Quid des risques liés à l’usage du smartphone ?
Il est admis de nos jours que l’utilisation excessive du smartphone a un impact sur la santé. En effet, l’utilisation du smartphone peut entrainer au-delà des troubles musculosquelettiques que sont les douleurs du cou, des doigts et des épaules, des maux de tête, fatigue, des troubles de la vision, des troubles du sommeil.
Comment lutter contre les cervicalgies chez les utilisateurs de smartphone ?
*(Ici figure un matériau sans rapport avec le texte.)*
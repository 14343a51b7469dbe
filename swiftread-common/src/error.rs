//! Common error types for SwiftRead

use thiserror::Error;

/// Common result type for SwiftRead operations
pub type Result<T> = std::result::Result<T, Error>;

/// Error taxonomy shared by the reader service.
///
/// None of these terminate the process: validation, import and fetch
/// failures are reported back to the client, persistence failures are
/// logged and degrade to in-memory operation.
#[derive(Error, Debug)]
pub enum Error {
    /// Bad user input (invalid URL, title/text too short)
    #[error("Invalid input: {0}")]
    Validation(String),

    /// Import pipeline failure (unreadable archive, insufficient text)
    #[error("Import failed: {0}")]
    Import(String),

    /// Network fetch failure (timeout, non-2xx status)
    #[error("Fetch failed: {0}")]
    Fetch(String),

    /// Library file load/save failure
    #[error("Persistence error: {0}")]
    Persistence(String),

    /// I/O operation error (wraps std::io::Error)
    #[error("IO error: {0}")]
    Io(#[from] std::io::Error),

    /// Internal server error
    #[error("Internal error: {0}")]
    Internal(String),
}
Afin de minimiser le risque de faire de la cervicalgie lors de l’utilisation du smartphone, il faut :
Garder un bon alignement de la tête avec le tronc ainsi que le reste du corps.
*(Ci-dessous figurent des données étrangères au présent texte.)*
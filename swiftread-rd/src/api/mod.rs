//! REST API for the reader service
//!
//! Control endpoints submit commands to the session task; clients receive
//! playback signals over the SSE endpoint.

pub mod handlers;

use axum::{
    extract::State,
    response::Json,
    routing::{delete, get, post},
    Router,
};
use serde_json::json;
use tokio::sync::mpsc;
use tower_http::trace::TraceLayer;

use crate::playback::ReaderCommand;
use crate::sse::SignalBroadcaster;

/// Application state shared across handlers
#[derive(Clone)]
pub struct AppState {
    /// Command queue into the session task
    pub commands: mpsc::Sender<ReaderCommand>,
    /// Push channel to connected clients
    pub broadcaster: SignalBroadcaster,
    /// Resolved library file path (diagnostics only)
    pub library_file: String,
    /// Server port
    pub port: u16,
}

/// Create the API router
pub fn create_router(state: AppState) -> Router {
    Router::new()
        .route("/health", get(health_check))
        .nest(
            "/api/v1",
            Router::new()
                // Push channel
                .route("/events", get(handlers::events))
                // Playback control
                .route("/reader/start", post(handlers::start))
                .route("/reader/pause", post(handlers::pause))
                .route("/reader/toggle", post(handlers::toggle))
                .route("/reader/reset", post(handlers::reset))
                .route("/reader/faster", post(handlers::faster))
                .route("/reader/slower", post(handlers::slower))
                .route("/reader/wpm", post(handlers::set_wpm))
                .route("/reader/status", get(handlers::status))
                // Library
                .route("/library", get(handlers::list_library))
                .route("/library/save", post(handlers::save_text))
                .route("/library/load/:text_id", post(handlers::load_text))
                .route("/library/:text_id", delete(handlers::delete_text))
                // Import pipeline
                .route("/import/url", post(handlers::import_url))
                .route("/import/epub", post(handlers::import_epub)),
        )
        .layer(TraceLayer::new_for_http())
        .with_state(state)
}

/// Health check endpoint
async fn health_check(State(state): State<AppState>) -> Json<serde_json::Value> {
    Json(json!({
        "status": "ok",
        "module": "swiftread-rd",
        "version": env!("CARGO_PKG_VERSION"),
        "port": state.port,
        "library_file": state.library_file,
    }))
}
Reduire le temps passé sur son smartphone.
Restreindre l’accès au smartphone et à Internet pour les jeunes en famille.
Etre conscient du risque encouru du fait de l’exposition au smartphone.
Adhérer aux initiatives de sensibilisation
Quelle est la suite à donner maintenant à cette étude ?
Au vu des résultats que nous avons obtenus, nous avons fait un rapport aux autorités de l’université. Nous profitons de votre canal pour sensibiliser toute la population en particulier sa frange jeune sur les méfaits de l’utilisation excessive du smartphone sur leur santé notamment leur santé en général et leur santé ostéoarticulaire.
Aussi, nous pensons qu’il faudrait développer une application mobile de techniques de bonnes postures ou d’apprentissage d’exercices physiques pour atténuer les effets. Nous suggérons aussi l’organisation de conférences publiques dans les universités, écoles ainsi que le développement d’un module d’enseignement sur les risques d’exposition au smartphone au profit des apprenants déjà dès le jeune âge.